Search the entries below for the string "PayloadCodec" and copy the lines that hold it.
━━━━━━
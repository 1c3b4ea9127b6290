//! Newline-delimited payload codec shared by the TCP client and the relay

use super::BusError;
use bytes::BytesMut;
use tokio_util::codec::{Decoder, Encoder, LinesCodec, LinesCodecError};

/// Longest accepted bus payload
pub const MAX_PAYLOAD_LEN: usize = 64 * 1024;

/// Line codec that skips oversized payloads instead of failing the stream.
///
/// `Framed` ends the stream after any decode error, so an oversized line is
/// dropped here and decoding resumes after its newline.
#[derive(Debug)]
pub struct PayloadCodec {
    inner: LinesCodec,
    skipped: u64,
}

impl PayloadCodec {
    /// Codec with the [`MAX_PAYLOAD_LEN`] limit
    pub fn new() -> Self {
        Self::with_max_length(MAX_PAYLOAD_LEN)
    }

    /// Codec with a custom payload limit
    pub fn with_max_length(max_length: usize) -> Self {
        Self {
            inner: LinesCodec::new_with_max_length(max_length),
            skipped: 0,
        }
    }
}

impl Default for PayloadCodec {
    fn default() -> Self {
        Self::new()
    }
}

fn codec_error(err: LinesCodecError) -> BusError {
    match err {
        LinesCodecError::Io(e) => BusError::IoError(e),
        other => BusError::Codec(other.to_string()),
    }
}

impl Decoder for PayloadCodec {
    type Item = String;
    type Error = BusError;

    fn decode(&mut self, buf: &mut BytesMut) -> Result<Option<String>, BusError> {
        loop {
            match self.inner.decode(buf) {
                Err(LinesCodecError::MaxLineLengthExceeded) => {
                    self.skipped += 1;
                    tracing::warn!(skipped = self.skipped, "Dropping oversized bus payload");
                }
                other => return other.map_err(codec_error),
            }
        }
    }

    fn decode_eof(&mut self, buf: &mut BytesMut) -> Result<Option<String>, BusError> {
        loop {
            match self.inner.decode_eof(buf) {
                Err(LinesCodecError::MaxLineLengthExceeded) => {
                    self.skipped += 1;
                    tracing::warn!(skipped = self.skipped, "Dropping oversized bus payload");
                }
                other => return other.map_err(codec_error),
            }
        }
    }
}

impl Encoder<String> for PayloadCodec {
    type Error = BusError;

    fn encode(&mut self, line: String, buf: &mut BytesMut) -> Result<(), BusError> {
        self.inner.encode(line, buf).map_err(codec_error)
    }
}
━━━━━━
— Written solution —
pub struct PayloadCodec {
impl PayloadCodec {
impl Default for PayloadCodec {
impl Decoder for PayloadCodec {
impl Encoder<String> for PayloadCodec {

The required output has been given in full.